Luis Hernán Granier afirma que hay cartas de Elena Errázuriz, enviadas a sus hijos en
Europa, en que les ruega conservar El Huique, por su valor histórico. Los documentos son
de 1965, poco antes de que ella muriera.
Sergio Contreras recuerda que la señora nunca dejó de viajar a El Huique. A los 89 años,
en el verano de 1966, recorrió como siempre los dieciocho patios de la casa patronal.
Murió en mayo de ese año, después de un par de semanas en cama, aquejada de
insuficiencia cardiaca y respiratoria. Pocos meses después, la reforma agraria acabó con
la hacienda. Elena Errázuriz no alcanzó ni a sufrirlo. Sus empleados más cercanos habían
cerrado el círculo alrededor de ella, para que no se enterara de nada.
Una joya del pasado
La hacienda El Huique estuvo en poder de la misma familia desde 1756. Cuando Elena
Errázuriz murió, la heredaron sus hijos sobrevivientes, Teresa, Renato y Federico. La
reforma agraria dejó en sus manos cuarenta hectáreas, que incluyen el sector de la casa
patronal. Ellos decidieron donar el inmueble al Ejército en 1975. Hace cinco años fue
abierta al público como museo.
Con razón es un monumento nacional. No existe en Chile una vivienda de este tipo tan
bien conservada y alhajada, con muebles de época y hasta la vajilla original de la casa.
Elena Errázuriz no agregó nada a la construcción. La casa fue levantada entre 1829 y
1852. El aporte de misiá Elena fue, precisamente, conservar la estructura de la vivienda y
sus detalles.
Sergio Contreras, quien cuida el museo de El Huique como empleado del Ejército y cuyo
abuelo fue el mayordomo en la época de doña Elena, recuerda que la señora tenía una
rutina casi invariable. Cada día, después de disponer el almuerzo, sacaba clavos y
herramientas y reparaba, habitación por habitación, los tapices de los muebles, el papel
mural, las patas cojas y cualquier problema menor.

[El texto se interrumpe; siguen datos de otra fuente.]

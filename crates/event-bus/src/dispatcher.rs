//! Routing-key based event dispatcher.

use std::sync::Arc;

use event_store::DomainEvent;

use crate::listener::{HandlesEvent, Listener, ListenerFn, ListenerResolver};
use crate::router::RoutingPattern;
use crate::{DispatchError, Result};

#[derive(Clone)]
enum Resolved {
    Closure(Arc<ListenerFn>),
    Handler(Arc<dyn HandlesEvent>),
}

impl Resolved {
    fn replays_events(&self) -> bool {
        match self {
            Self::Closure(_) => false,
            Self::Handler(handler) => handler.replays_events(),
        }
    }

    fn invoke(&self, event_name: &str, event: &DomainEvent) -> Result<()> {
        match self {
            Self::Closure(f) => f(event_name, event),
            Self::Handler(handler) => handler.handle(event_name, event),
        }
    }
}

struct Route {
    routing_key: String,
    pattern: RoutingPattern,
    listeners: Vec<Resolved>,
}

/// Delivers events to listeners subscribed under matching routing keys.
///
/// Routing keys are kept in registration order, as are the listeners under
/// each key. Delivery stops at the first listener error, which is returned
/// to the caller.
#[derive(Default)]
pub struct EventDispatcher {
    routes: Vec<Route>,
    resolver: Option<Arc<dyn ListenerResolver>>,
}

impl EventDispatcher {
    pub fn new() -> Self {
        Self::default()
    }

    /// Creates a dispatcher that resolves [`Listener::Named`] through `resolver`.
    pub fn with_resolver(resolver: Arc<dyn ListenerResolver>) -> Self {
        Self {
            routes: Vec::new(),
            resolver: Some(resolver),
        }
    }

    /// Registers a listener under `routing_key`.
    ///
    /// Named listeners are resolved immediately; an unknown name, or a name
    /// with no resolver configured, fails with
    /// [`DispatchError::ListenerNotResolvable`].
    pub fn listen(&mut self, routing_key: impl Into<String>, listener: Listener) -> Result<&mut Self> {
        let resolved = self.make_listener(listener)?;
        let routing_key = routing_key.into();

        match self.routes.iter_mut().find(|r| r.routing_key == routing_key) {
            Some(route) => route.listeners.push(resolved),
            None => self.routes.push(Route {
                pattern: RoutingPattern::parse(&routing_key),
                routing_key,
                listeners: vec![resolved],
            }),
        }
        Ok(self)
    }

    /// Registers several listeners under the same routing key.
    pub fn listen_many(
        &mut self,
        routing_key: impl Into<String>,
        listeners: impl IntoIterator<Item = Listener>,
    ) -> Result<&mut Self> {
        let routing_key = routing_key.into();
        for listener in listeners {
            self.listen(routing_key.clone(), listener)?;
        }
        Ok(self)
    }

    fn make_listener(&self, listener: Listener) -> Result<Resolved> {
        match listener {
            Listener::Closure(f) => Ok(Resolved::Closure(f)),
            Listener::Handler(handler) => Ok(Resolved::Handler(handler)),
            Listener::Named(name) => {
                let resolver = self
                    .resolver
                    .as_ref()
                    .ok_or_else(|| DispatchError::ListenerNotResolvable(name.clone()))?;
                Ok(Resolved::Handler(resolver.resolve(&name)?))
            }
        }
    }

    /// Delivers `event` to every listener whose routing key matches its name.
    ///
    /// Returns the number of listeners invoked.
    pub fn dispatch(&self, event: &DomainEvent) -> Result<usize> {
        let delivered = self.deliver(event, false)?;
        metrics::counter!("event_bus_events_dispatched").increment(1);
        Ok(delivered)
    }

    /// Like [`dispatch`](Self::dispatch), but only replay-safe listeners
    /// (projectors) are invoked.
    pub fn replay(&self, event: &DomainEvent) -> Result<usize> {
        let delivered = self.deliver(event, true)?;
        metrics::counter!("event_bus_events_replayed").increment(1);
        Ok(delivered)
    }

    fn deliver(&self, event: &DomainEvent, replaying: bool) -> Result<usize> {
        let event_name = Self::event_name(event)?;
        let mut delivered = 0;

        for route in self.routes.iter().filter(|r| r.pattern.matches(event_name)) {
            for listener in &route.listeners {
                if replaying && !listener.replays_events() {
                    continue;
                }
                tracing::debug!(
                    event_name,
                    routing_key = %route.routing_key,
                    replaying,
                    "delivering event"
                );
                listener.invoke(event_name, event)?;
                delivered += 1;
            }
        }

        Ok(delivered)
    }

    /// The topic name an event is routed by.
    pub fn event_name(event: &DomainEvent) -> Result<&str> {
        let name = event.name();
        if name.trim().is_empty() {
            return Err(DispatchError::EventNameUndefined);
        }
        Ok(name)
    }

    /// Whether `routing_key` would receive `event_name`.
    pub fn matches(&self, routing_key: &str, event_name: &str) -> bool {
        RoutingPattern::parse(routing_key).matches(event_name)
    }

    /// Whether any listener would receive `event_name` on live dispatch.
    pub fn has_listeners(&self, event_name: &str) -> bool {
        self.routes
            .iter()
            .any(|r| !r.listeners.is_empty() && r.pattern.matches(event_name))
    }

    pub fn listener_count(&self) -> usize {
        self.routes.iter().map(|r| r.listeners.len()).sum()
    }
}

En el museo todavía se encuentran las repisas instaladas por la dueña para exhibir sus
colecciones de opalinas y objetos típicos de la zona, identificados con anotaciones de la
propia Elena Errázuriz, en papeles ya amarillentos. Allí está el bonete huicano, un
sombrero típico de la zona. De la dueña fue también la idea de traer desde España el
escudo de la familia, que luce a la entrada de la casa, y comprar la reja que cruzaron los
hermanos Carrera cuando salieron de la cárcel de Mendoza. El Ejército ha agregado
fotografías de la familia y se ha preocupado de restaurar, en la medida de lo posible, los
daños causados por la crecida del río Tinguiririca en 1986.
El museo, que abarca 15 patios y 36 habitaciones, se ubica a 56 kilómetros de San
Fernando, en la comuna de Palmilla (VI Región). Abre de miércoles a domingos, de 11 a
17.30. La entrada cuesta mil pesos para los adultos y quinientos para niños y adultos
mayores. Los grupos deben reservar visita al 72-933083. El recorrido dura una hora. Los
domingos hay misa en la capilla de la hacienda, a las 11.30.